You can directly include code snippets in a greyed-out window:
```{r example 1}
##Here is an example##
a=1
b=2
c=a*b
```
## Structure
You should introduce the method mathematically and verbally. Describe the necessary assumptions, describe the type of data generating process that is well suited for analysis with this method. Under what conditions that this method perform well? Under what conditions does this method perform worse, possibly in comparison with another method?
```{r example 2}
##Introduce the data generating process used in your simulations here#
## Use plots, tables, to demonstrate that your data generating process #
#fulfills the assumptions laid out above/is generally suited
#to the method you want to investigate. For example: is your
#method robust to correlated covariates? Does your method require
#continuous or binary covariates? ...
```
Describe your simulation study. What finite sample properties do you want to investigate and why?

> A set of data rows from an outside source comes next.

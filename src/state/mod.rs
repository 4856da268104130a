/// State management module
///
/// This module handles all application state, including:
/// - The annotation catalog database (library.rs)
/// - Shared data structures and the JSON wire format (data.rs)

pub mod data;
pub mod library;
//! The result of invoking a computation: a state plus an optional value.

use super::error::{StepError, NO_VALUE};
use super::state::State;

/// Terminal (or intermediate) result of a computation.
///
/// An outcome is faulted exactly when its state carries errors; the value of
/// a faulted outcome is never exposed. An outcome without a value always
/// carries at least one error.
#[derive(Clone, Debug)]
pub struct Outcome<A> {
    state: State,
    value: Option<A>,
}

impl<A> Outcome<A> {
    pub fn success(state: State, value: A) -> Self {
        Self {
            state,
            value: Some(value),
        }
    }

    /// Append `error` to `state` and produce a faulted outcome.
    pub fn failure(state: State, error: impl Into<StepError>) -> Self {
        Self {
            state: state.add_error(error),
            value: None,
        }
    }

    /// Carry a faulted state forward. A state without errors gets
    /// [`NO_VALUE`] recorded.
    pub(crate) fn faulted(state: State) -> Self {
        let state = if state.is_faulted() {
            state
        } else {
            state.add_error(NO_VALUE)
        };
        Self { state, value: None }
    }

    pub fn is_faulted(&self) -> bool {
        self.state.is_faulted()
    }

    pub fn state(&self) -> &State {
        &self.state
    }

    /// The success value, or `None` when faulted.
    pub fn value(&self) -> Option<&A> {
        if self.state.is_faulted() {
            None
        } else {
            self.value.as_ref()
        }
    }

    pub fn into_state(self) -> State {
        self.state
    }

    /// Split into the state and the value (absent when faulted).
    pub fn into_parts(self) -> (State, Option<A>) {
        if self.state.is_faulted() {
            (self.state, None)
        } else {
            (self.state, self.value)
        }
    }

    /// `Ok((state, value))` on success, `Err(state)` when faulted.
    pub fn into_result(self) -> Result<(State, A), State> {
        match (self.state.is_faulted(), self.value) {
            (false, Some(value)) => Ok((self.state, value)),
            (true, _) => Err(self.state),
            (false, None) => Err(self.state.add_error(NO_VALUE)),
        }
    }

    /// Reinterpret a faulted outcome at another value type.
    ///
    /// Casting a successful outcome drops its value and records
    /// [`NO_VALUE`].
    pub fn cast_error<B>(self) -> Outcome<B> {
        Outcome::faulted(self.state)
    }

    /// Rewrite the error sequence of a faulted outcome.
    ///
    /// The outcome stays faulted: if `f` returns no errors, [`NO_VALUE`] is
    /// recorded in their place.
    pub fn map_errors<F>(self, f: F) -> Self
    where
        F: FnOnce(Vec<StepError>) -> Vec<StepError>,
    {
        if !self.state.is_faulted() {
            return self;
        }
        let errors = f(self.state.errors().to_vec());
        Self::faulted(self.state.with_errors(errors))
    }

    pub(crate) fn map_state<F>(self, f: F) -> Self
    where
        F: FnOnce(State) -> State,
    {
        Self {
            state: f(self.state),
            value: self.value,
        }
    }
}
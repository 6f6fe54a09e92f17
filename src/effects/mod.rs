//! Composable computations over [`State`](crate::core::State).
//!
//! This module is the engine: steps are described as values, composed, and
//! only run when handed a fresh state.
//!
//! # Key Concepts
//!
//! - **Flow**: a synchronous step `Fn(&Env, &State) -> Outcome<A>`
//! - **AsyncFlow**: a step that may suspend; lifted flows stay synchronous
//! - **Environment**: `Env = ()` for environment-free flows, otherwise an
//!   injected value read with [`ask`] / [`asks`]
//! - **Combinators**: [`alt`] falls back, [`context`] tags failures with a
//!   breadcrumb, [`wait_until`] polls until a predicate holds
//!
//! Follows Stillwater conventions: free-standing constructors `pure()`,
//! `fail()`, `from_fn()`, methods for composition.
//!
//! # Example
//!
//! ```rust
//! use stepwise::config::Settings;
//! use stepwise::effects::{context, fail, pure, Flow};
//!
//! let open_tile: Flow<()> = context("Start Page", fail("element not found"));
//! let flow = open_tile.or(pure(()));
//! assert!(flow.run(Settings::default()).value().is_some());
//! ```

mod alternative;
mod async_flow;
mod boundary;
mod context;
mod flow;
mod wait;

pub use alternative::{alt, alt_async};
pub use async_flow::{from_async, AsyncFlow};
pub use context::{context, context_async};
pub use flow::{ask, asks, fail, from_fn, pure, Flow};
pub use wait::{wait_for, wait_for_async, wait_until, wait_until_async, Retention, WaitPolicy};
//! Error records accumulated by computations.
//!
//! A [`StepError`] is a value, not a control-flow mechanism: failed steps
//! append records to the state and the chain short-circuits, but nothing is
//! thrown. Only [`RunError`] leaves the engine as a Rust error.

use super::state::State;
use serde::{Deserialize, Serialize};
use std::any::Any;
use std::error::Error;
use std::fmt;
use std::sync::Arc;
use stillwater::NonEmptyVec;
use thiserror::Error;

/// Separator used when joining scope names into a breadcrumb.
pub const BREADCRUMB_SEPARATOR: &str = " → ";

/// Message of the error appended when a poll exhausts its wait budget.
pub const TIMED_OUT: &str = "Timed out";

/// Message of the error recorded for an outcome left with neither a value
/// nor an error.
pub const NO_VALUE: &str = "step produced no value";

/// How an error record came to exist.
#[derive(Clone, Copy, Debug, PartialEq, Eq, Serialize, Deserialize)]
pub enum ErrorKind {
    /// A step panicked or returned an `Err`.
    Raised,

    /// A step or combinator deliberately failed.
    Explicit,

    /// A poll ran out of time.
    TimedOut,
}

/// A single accumulated failure.
#[derive(Clone)]
pub struct StepError {
    message: String,
    kind: ErrorKind,
    source: Option<Arc<dyn Error + Send + Sync>>,
    breadcrumb: Option<Vec<String>>,
}

impl StepError {
    /// Create an explicit failure with the given message.
    pub fn new(message: impl Into<String>) -> Self {
        Self {
            message: message.into(),
            kind: ErrorKind::Explicit,
            source: None,
            breadcrumb: None,
        }
    }

    /// Wrap an error returned by a step, keeping it as the source.
    pub fn raised<E>(error: E) -> Self
    where
        E: Into<Box<dyn Error + Send + Sync>>,
    {
        let source: Arc<dyn Error + Send + Sync> = Arc::from(error.into());
        Self {
            message: source.to_string(),
            kind: ErrorKind::Raised,
            source: Some(source),
            breadcrumb: None,
        }
    }

    /// Translate a caught panic payload into an error record.
    pub fn from_panic(payload: Box<dyn Any + Send>) -> Self {
        let message = if let Some(text) = payload.downcast_ref::<&str>() {
            (*text).to_string()
        } else if let Some(text) = payload.downcast_ref::<String>() {
            text.clone()
        } else {
            "step panicked".to_string()
        };
        tracing::warn!(%message, "caught panic at computation boundary");
        Self {
            message,
            kind: ErrorKind::Raised,
            source: None,
            breadcrumb: None,
        }
    }

    /// The error appended when a poll gives up.
    pub fn timed_out() -> Self {
        Self {
            message: TIMED_OUT.to_string(),
            kind: ErrorKind::TimedOut,
            source: None,
            breadcrumb: None,
        }
    }

    pub fn message(&self) -> &str {
        &self.message
    }

    pub fn kind(&self) -> ErrorKind {
        self.kind
    }

    /// Scope names (outermost first) the error was tagged with, if any.
    pub fn breadcrumb(&self) -> Option<&[String]> {
        self.breadcrumb.as_deref()
    }

    pub fn is_tagged(&self) -> bool {
        self.breadcrumb.is_some()
    }

    /// Append the breadcrumb to the message and remember the scopes.
    ///
    /// An already tagged error is returned unchanged, so the innermost scope
    /// always wins.
    pub fn tagged(mut self, scopes: &[String]) -> Self {
        if self.breadcrumb.is_some() || scopes.is_empty() {
            return self;
        }
        self.message = format!(
            "{} ({})",
            self.message,
            scopes.join(BREADCRUMB_SEPARATOR)
        );
        self.breadcrumb = Some(scopes.to_vec());
        self
    }
}

impl fmt::Display for StepError {
    fn fmt(&self, f: &mut fmt::Formatter<'_>) -> fmt::Result {
        f.write_str(&self.message)
    }
}

impl fmt::Debug for StepError {
    fn fmt(&self, f: &mut fmt::Formatter<'_>) -> fmt::Result {
        f.debug_struct("StepError")
            .field("message", &self.message)
            .field("kind", &self.kind)
            .field("source", &self.source.as_ref().map(|s| s.to_string()))
            .field("breadcrumb", &self.breadcrumb)
            .finish()
    }
}

impl Error for StepError {
    fn source(&self) -> Option<&(dyn Error + 'static)> {
        self.source
            .as_ref()
            .map(|source| source.as_ref() as &(dyn Error + 'static))
    }
}

impl PartialEq for StepError {
    fn eq(&self, other: &Self) -> bool {
        self.message == other.message
            && self.kind == other.kind
            && self.breadcrumb == other.breadcrumb
    }
}

impl From<&str> for StepError {
    fn from(message: &str) -> Self {
        Self::new(message)
    }
}

impl From<String> for StepError {
    fn from(message: String) -> Self {
        Self::new(message)
    }
}

/// Failure reported by `try_run` when the terminal state is faulted.
#[derive(Debug, Error)]
pub enum RunError {
    #[error("{}", summarize(.errors))]
    Faulted {
        errors: NonEmptyVec<StepError>,
        state: Box<State>,
    },
}

impl RunError {
    /// Every error of the terminal state, in order.
    pub fn errors(&self) -> &NonEmptyVec<StepError> {
        match self {
            Self::Faulted { errors, .. } => errors,
        }
    }

    /// The terminal state of the failed run.
    pub fn state(&self) -> &State {
        match self {
            Self::Faulted { state, .. } => state,
        }
    }
}

fn summarize(errors: &NonEmptyVec<StepError>) -> String {
    match errors.len() {
        1 => errors.head().to_string(),
        n => format!("{} (and {} more)", errors.head(), n - 1),
    }
}
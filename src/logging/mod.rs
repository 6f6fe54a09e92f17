//! Run logging.
//!
//! Log entries are recorded in the state (so the terminal state carries the
//! full log) and published live to the [`LogStream`] of the run's settings,
//! whether or not the run ends up faulted.

mod stream;

pub use stream::{LogCollector, LogStream};

use crate::core::{LogLevel, Outcome};
use crate::effects::Flow;

/// Step that records `message` at `level` and succeeds with `()`.
pub fn log<Env>(level: LogLevel, message: impl Into<String>) -> Flow<(), Env>
where
    Env: Clone + Send + Sync + 'static,
{
    let message = message.into();
    Flow::new(move |_env: &Env, state| Outcome::success(state.clone().emit(level, message.as_str()), ()))
}

/// Step that records an info entry.
pub fn info<Env>(message: impl Into<String>) -> Flow<(), Env>
where
    Env: Clone + Send + Sync + 'static,
{
    log(LogLevel::Info, message)
}

/// Step that records a warning entry.
pub fn warn<Env>(message: impl Into<String>) -> Flow<(), Env>
where
    Env: Clone + Send + Sync + 'static,
{
    log(LogLevel::Warn, message)
}
/// Re-run `flow` until it succeeds with a value satisfying `predicate`.
///
/// Sleeps with `std::thread::sleep` between attempts; use
/// [`wait_until_async`] inside async code.
pub fn wait_until<A, Env, P>(flow: Flow<A, Env>, predicate: P, policy: WaitPolicy) -> Flow<A, Env>
where
    A: Send + 'static,
    Env: Clone + Send + Sync + 'static,
    P: Fn(&A) -> bool + Send + Sync + 'static,
{
    Flow::new(move |env, state| poll_blocking(&flow, &predicate, policy, env, state))
}

/// Like [`wait_until`], with the policy taken from the run's settings.
pub fn wait_for<A, Env, P>(flow: Flow<A, Env>, predicate: P) -> Flow<A, Env>
where
    A: Send + 'static,
    Env: Clone + Send + Sync + 'static,
    P: Fn(&A) -> bool + Send + Sync + 'static,
{
    Flow::new(move |env, state| {
        let policy = state.settings().wait_policy();
        poll_blocking(&flow, &predicate, policy, env, state)
    })
}

fn poll_blocking<A, Env, P>(
    flow: &Flow<A, Env>,
    predicate: &P,
    policy: WaitPolicy,
    env: &Env,
    state: &State,
) -> Outcome<A>
where
    A: Send + 'static,
    Env: Clone + Send + Sync + 'static,
    P: Fn(&A) -> bool,
{
    let started = Instant::now();
    let mut attempts = Attempts::new(policy.retention(), state);
    loop {
        match flow.invoke(env, state).into_result() {
            Ok((settled, value)) => match catch(&settled, || predicate(&value)) {
                Ok(true) => return Outcome::success(settled, value),
                Ok(false) => attempts.unsatisfied(),
                Err(failed) => attempts.failed(&failed),
            },
            Err(failed) => attempts.failed(&failed),
        }
        if policy.exhausted(started.elapsed()) {
            return attempts.timed_out(state);
        }
        std::thread::sleep(policy.interval());
    }
}

/// Asynchronous [`wait_until`]; sleeps on the tokio timer between attempts.
pub fn wait_until_async<A, Env, P>(
    flow: AsyncFlow<A, Env>,
    predicate: P,
    policy: WaitPolicy,
) -> AsyncFlow<A, Env>
where
    A: Send + 'static,
    Env: Clone + Send + Sync + 'static,
    P: Fn(&A) -> bool + Send + Sync + 'static,
{
    let predicate = Arc::new(predicate);
    AsyncFlow::new(move |env: Env, state: State| {
        let flow = flow.clone();
        let predicate = Arc::clone(&predicate);
        async move { poll(&flow, &*predicate, policy, &env, &state).await }
    })
}

/// Like [`wait_until_async`], with the policy taken from the run's settings.
pub fn wait_for_async<A, Env, P>(flow: AsyncFlow<A, Env>, predicate: P) -> AsyncFlow<A, Env>
where
    A: Send + 'static,
    Env: Clone + Send + Sync + 'static,
    P: Fn(&A) -> bool + Send + Sync + 'static,
{
    let predicate = Arc::new(predicate);
    AsyncFlow::new(move |env: Env, state: State| {
        let flow = flow.clone();
        let predicate = Arc::clone(&predicate);
        async move {
            let policy = state.settings().wait_policy();
            poll(&flow, &*predicate, policy, &env, &state).await
        }
    })
}

async fn poll<A, Env, P>(
    flow: &AsyncFlow<A, Env>,
    predicate: &P,
    policy: WaitPolicy,
    env: &Env,
    state: &State,
) -> Outcome<A>
where
    A: Send + 'static,
    Env: Clone + Send + Sync + 'static,
    P: Fn(&A) -> bool + Sync,
{
    let started = tokio::time::Instant::now();
    let mut attempts = Attempts::new(policy.retention(), state);
    loop {
        match flow.invoke(env, state).await.into_result() {
            Ok((settled, value)) => match catch(&settled, || predicate(&value)) {
                Ok(true) => return Outcome::success(settled, value),
                Ok(false) => attempts.unsatisfied(),
                Err(failed) => attempts.failed(&failed),
            },
            Err(failed) => attempts.failed(&failed),
        }
        if policy.exhausted(started.elapsed()) {
            return attempts.timed_out(state);
        }
        tokio::time::sleep(policy.interval()).await;
    }
}
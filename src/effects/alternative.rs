//! Fallback between two computations.

use super::async_flow::AsyncFlow;
use super::flow::Flow;
use crate::core::{Outcome, State, StepError};
use stillwater::Semigroup;

/// Try `lhs`; if it faults, try `rhs` against the same starting state.
///
/// The failed branch's effects never reach the fallback. When both fault,
/// the result carries the errors of both branches, left first.
///
/// ```rust
/// use stepwise::config::Settings;
/// use stepwise::effects::{alt, fail, Flow};
///
/// let both: Flow<()> = alt(fail("e1"), fail("e2"));
/// let outcome = both.run(Settings::default());
/// let messages: Vec<&str> = outcome.state().errors().iter().map(|e| e.message()).collect();
/// assert_eq!(messages, vec!["e1", "e2"]);
/// ```
pub fn alt<A, Env>(lhs: Flow<A, Env>, rhs: Flow<A, Env>) -> Flow<A, Env>
where
    A: Send + 'static,
    Env: Clone + Send + Sync + 'static,
{
    lhs.or(rhs)
}

pub fn alt_async<A, Env>(lhs: AsyncFlow<A, Env>, rhs: AsyncFlow<A, Env>) -> AsyncFlow<A, Env>
where
    A: Send + 'static,
    Env: Clone + Send + Sync + 'static,
{
    lhs.or(rhs)
}

/// Combine two faulted branches that both started from `origin`.
pub(crate) fn merge<A>(origin: &State, first: Outcome<A>, second: Outcome<A>) -> Outcome<A> {
    let errors = origin
        .errors()
        .to_vec()
        .combine(added_since(origin, &first))
        .combine(added_since(origin, &second));
    Outcome::faulted(second.into_state().with_errors(errors))
}

fn added_since<A>(origin: &State, outcome: &Outcome<A>) -> Vec<StepError> {
    outcome
        .state()
        .errors()
        .get(origin.errors().len()..)
        .map(<[StepError]>::to_vec)
        .unwrap_or_default()
}
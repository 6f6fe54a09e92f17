//! Named scopes that tag failures with where they happened.

use super::async_flow::AsyncFlow;
use super::flow::Flow;
use crate::core::{Outcome, State};

/// Run `inner` inside the scope `name`.
///
/// If `inner` faults, every error it added that is not tagged yet gets the
/// full scope path appended, `"<message> (<outer> → … → <inner>)"`. Nested
/// scopes tag first, so outer scopes never double-tag. Log entries emitted
/// inside are one level deeper, and the first entry into a scope path logs
/// that path.
///
/// ```rust
/// use stepwise::config::Settings;
/// use stepwise::effects::{context, fail, Flow};
///
/// let flow: Flow<()> = context("Chrome", context("Start Page", fail("element not found")));
/// let outcome = flow.run(Settings::default());
/// assert_eq!(
///     outcome.state().errors()[0].message(),
///     "element not found (Chrome → Start Page)"
/// );
/// ```
pub fn context<A, Env>(name: impl Into<String>, inner: Flow<A, Env>) -> Flow<A, Env>
where
    A: Send + 'static,
    Env: Clone + Send + Sync + 'static,
{
    inner.in_context(name)
}

pub fn context_async<A, Env>(name: impl Into<String>, inner: AsyncFlow<A, Env>) -> AsyncFlow<A, Env>
where
    A: Send + 'static,
    Env: Clone + Send + Sync + 'static,
{
    inner.in_context(name)
}

/// Bookkeeping between entering and leaving a scope.
pub(crate) struct Scope {
    depth: usize,
    errors_before: usize,
}

impl Scope {
    pub(crate) fn enter(state: &State, name: &str) -> (Self, State) {
        let scope = Self {
            depth: state.context().len(),
            errors_before: state.errors().len(),
        };
        (scope, state.clone().push_scope(name))
    }

    pub(crate) fn exit<A>(&self, outcome: Outcome<A>) -> Outcome<A> {
        let faulted = outcome.is_faulted();
        outcome.map_state(|state| {
            let state = if faulted { self.tag(state) } else { state };
            state.truncate_scopes(self.depth)
        })
    }

    fn tag(&self, state: State) -> State {
        let trail = state.context().to_vec();
        let errors = state
            .errors()
            .iter()
            .enumerate()
            .map(|(index, error)| {
                if index >= self.errors_before {
                    error.clone().tagged(&trail)
                } else {
                    error.clone()
                }
            })
            .collect();
        state.with_errors(errors)
    }
}
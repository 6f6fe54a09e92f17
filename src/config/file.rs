//! Serializable settings, validated with `Validation` so every problem is
//! reported at once.

use super::builder::SettingsBuilder;
use super::error::ConfigError;
use super::Settings;
use crate::effects::{Retention, WaitPolicy};
use serde::{Deserialize, Serialize};
use serde_json::{Map, Value};
use std::time::Duration;
use stillwater::validation::Validation;
use stillwater::NonEmptyVec;

/// On-disk / over-the-wire form of [`Settings`].
///
/// Durations use humantime notation (`"300ms"`, `"10s"`).
///
/// ```rust
/// use stepwise::config::SettingsConfig;
/// use std::time::Duration;
///
/// let config = SettingsConfig::from_json(
///     r#"{ "poll_interval": "300ms", "wait_budget": "2s", "params": { "browser": "chrome" } }"#,
/// ).unwrap();
///
/// let settings = config.into_settings().unwrap();
/// assert_eq!(settings.wait_policy().budget(), Duration::from_secs(2));
/// ```
#[derive(Clone, Debug, PartialEq, Serialize, Deserialize)]
#[serde(default)]
pub struct SettingsConfig {
    #[serde(with = "humantime_serde")]
    pub poll_interval: Duration,

    #[serde(with = "humantime_serde")]
    pub wait_budget: Duration,

    pub retention: Retention,

    pub params: Map<String, Value>,
}

impl Default for SettingsConfig {
    fn default() -> Self {
        let policy = WaitPolicy::default();
        Self {
            poll_interval: policy.interval(),
            wait_budget: policy.budget(),
            retention: policy.retention(),
            params: Map::new(),
        }
    }
}

impl SettingsConfig {
    pub fn from_json(text: &str) -> Result<Self, ConfigError> {
        serde_json::from_str(text).map_err(|e| ConfigError::Parse(e.to_string()))
    }

    /// Check every rule, accumulating all violations.
    pub fn validate(&self) -> Validation<(), NonEmptyVec<ConfigError>> {
        let interval = if self.poll_interval.is_zero() {
            Validation::fail(ConfigError::ZeroInterval)
        } else {
            Validation::success(())
        };

        let budget = if self.wait_budget.is_zero() {
            Validation::fail(ConfigError::ZeroBudget)
        } else {
            Validation::success(())
        };

        let ordering = if self.wait_budget < self.poll_interval {
            Validation::fail(ConfigError::BudgetShorterThanInterval {
                budget: self.wait_budget,
                interval: self.poll_interval,
            })
        } else {
            Validation::success(())
        };

        Validation::all_vec(vec![interval, budget, ordering]).map(|_| ())
    }

    pub fn wait_policy(&self) -> WaitPolicy {
        WaitPolicy::new(self.poll_interval, self.wait_budget).with_retention(self.retention)
    }

    /// Validate and turn into a builder, so subscribers can still be added.
    pub fn into_builder(self) -> Result<SettingsBuilder, NonEmptyVec<ConfigError>> {
        match self.validate() {
            Validation::Success(()) => Ok(SettingsBuilder::new()
                .wait_policy(self.wait_policy())
                .params(self.params)),
            Validation::Failure(errors) => Err(errors),
        }
    }

    pub fn into_settings(self) -> Result<Settings, NonEmptyVec<ConfigError>> {
        self.into_builder().map(SettingsBuilder::build)
    }
}
//! Stepwise: composable steps for driving an external session
//!
//! Stepwise describes a run against an externally driven resource (a
//! browser, a device, a remote shell) as a chain of small steps. Each step
//! receives the current [`State`](core::State), does its work and hands back
//! a new state with either a value or a recorded error. Failures never
//! unwind: they accumulate in the state, get tagged with the scopes they
//! happened in, and stop the rest of the chain.
//!
//! # Core Concepts
//!
//! - **State**: session handle, scope stack, errors, log and settings
//! - **Flow / AsyncFlow**: immutable step descriptions, run on demand
//! - **Combinators**: alternative, named context, poll-until
//! - **Log stream**: every log entry is published live to subscribers
//!
//! # Example
//!
//! ```rust
//! use stepwise::config::Settings;
//! use stepwise::effects::{context, fail, Flow};
//! use stepwise::logging::info;
//!
//! let flow: Flow<()> = info("Opening browser").and_then(|_| {
//!     context("Chrome", context("Start Page", fail("element not found")))
//! });
//!
//! let outcome = flow.run(Settings::default());
//! assert!(outcome.is_faulted());
//! assert_eq!(
//!     outcome.state().errors()[0].message(),
//!     "element not found (Chrome → Start Page)"
//! );
//! ```

pub mod config;
pub mod core;
pub mod effects;
pub mod logging;
pub mod report;

mod macros;

// Re-export commonly used types
pub use crate::config::Settings;
pub use crate::core::{LogEntry, LogLevel, Outcome, RunError, State, StepError};
pub use crate::effects::{AsyncFlow, Flow};
pub use crate::report::RunReport;
//! Settings carried through a run.
//!
//! The engine treats [`Settings`] as read-only: it only reads the log stream
//! and the default wait policy. Everything else is an opaque parameter bag for
//! the steps that drive the external session.
//!
//! # Example
//!
//! ```rust
//! use stepwise::config::Settings;
//! use std::time::Duration;
//!
//! let settings = Settings::builder()
//!     .poll_interval(Duration::from_millis(250))
//!     .wait_budget(Duration::from_secs(5))
//!     .param("browser", "chrome")
//!     .build();
//!
//! assert_eq!(settings.wait_policy().interval(), Duration::from_millis(250));
//! assert_eq!(settings.param::<String>("browser").unwrap().as_deref(), Some("chrome"));
//! ```

mod builder;
mod error;
mod file;

pub use builder::SettingsBuilder;
pub use error::ConfigError;
pub use file::SettingsConfig;

use crate::effects::WaitPolicy;
use crate::logging::LogStream;
use serde::de::DeserializeOwned;
use serde_json::{Map, Value};
use std::fmt;
use std::sync::Arc;

/// Read-only configuration shared by every state of a run.
#[derive(Clone, Default)]
pub struct Settings {
    inner: Arc<SettingsInner>,
}

#[derive(Default)]
struct SettingsInner {
    log: LogStream,
    wait: WaitPolicy,
    params: Map<String, Value>,
}

impl Settings {
    pub fn builder() -> SettingsBuilder {
        SettingsBuilder::new()
    }

    /// Stream every log entry of a run is published to.
    pub fn log_stream(&self) -> &LogStream {
        &self.inner.log
    }

    /// Policy used by `wait_for` when no explicit policy is given.
    pub fn wait_policy(&self) -> WaitPolicy {
        self.inner.wait
    }

    pub fn params(&self) -> &Map<String, Value> {
        &self.inner.params
    }

    /// Deserialize the parameter stored under `key`.
    ///
    /// Returns `Ok(None)` when the key is absent.
    pub fn param<T: DeserializeOwned>(&self, key: &str) -> Result<Option<T>, ConfigError> {
        self.inner
            .params
            .get(key)
            .map(|value| {
                serde_json::from_value(value.clone()).map_err(|e| ConfigError::InvalidParam {
                    key: key.to_string(),
                    message: e.to_string(),
                })
            })
            .transpose()
    }
}

impl fmt::Debug for Settings {
    fn fmt(&self, f: &mut fmt::Formatter<'_>) -> fmt::Result {
        f.debug_struct("Settings")
            .field("log", &self.inner.log)
            .field("wait", &self.inner.wait)
            .field("params", &self.inner.params)
            .finish()
    }
}
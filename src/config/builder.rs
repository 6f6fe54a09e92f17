//! Fluent builder for [`Settings`].

use super::{Settings, SettingsInner};
use crate::core::LogEntry;
use crate::effects::{Retention, WaitPolicy};
use crate::logging::LogStream;
use serde_json::{Map, Value};
use std::sync::Arc;
use std::time::Duration;

/// Builder for [`Settings`].
pub struct SettingsBuilder {
    log: LogStream,
    wait: WaitPolicy,
    params: Map<String, Value>,
}

impl SettingsBuilder {
    pub fn new() -> Self {
        Self {
            log: LogStream::new(),
            wait: WaitPolicy::default(),
            params: Map::new(),
        }
    }

    /// Share an existing log stream instead of creating a fresh one.
    pub fn log_stream(mut self, stream: LogStream) -> Self {
        self.log = stream;
        self
    }

    /// Attach a log subscriber before the settings are handed to a run.
    pub fn subscriber<F>(self, callback: F) -> Self
    where
        F: Fn(&LogEntry) + Send + Sync + 'static,
    {
        self.log.subscribe(callback);
        self
    }

    pub fn wait_policy(mut self, policy: WaitPolicy) -> Self {
        self.wait = policy;
        self
    }

    pub fn poll_interval(mut self, interval: Duration) -> Self {
        self.wait = self.wait.with_interval(interval);
        self
    }

    pub fn wait_budget(mut self, budget: Duration) -> Self {
        self.wait = self.wait.with_budget(budget);
        self
    }

    pub fn retention(mut self, retention: Retention) -> Self {
        self.wait = self.wait.with_retention(retention);
        self
    }

    /// Store an opaque parameter for the driver steps.
    pub fn param(mut self, key: impl Into<String>, value: impl Into<Value>) -> Self {
        self.params.insert(key.into(), value.into());
        self
    }

    pub fn params(mut self, params: Map<String, Value>) -> Self {
        self.params.extend(params);
        self
    }

    pub fn build(self) -> Settings {
        Settings {
            inner: Arc::new(SettingsInner {
                log: self.log,
                wait: self.wait,
                params: self.params,
            }),
        }
    }
}

impl Default for SettingsBuilder {
    fn default() -> Self {
        Self::new()
    }
}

Which part of the dgp will you vary and describe your reasoning for varying this part.
```{r example 3}
### Replicate the simulation set-up in code that you describe above.
#Comment as much as necessary to read the code.
### Use suitable visualizations and tables as outputs.
```
Verbally describe your results and integrate the plots, tables etc. from your simulations. Interpret your results and give a short outlook: what other properties could you investigate? What other inputs could you change in a simulation study?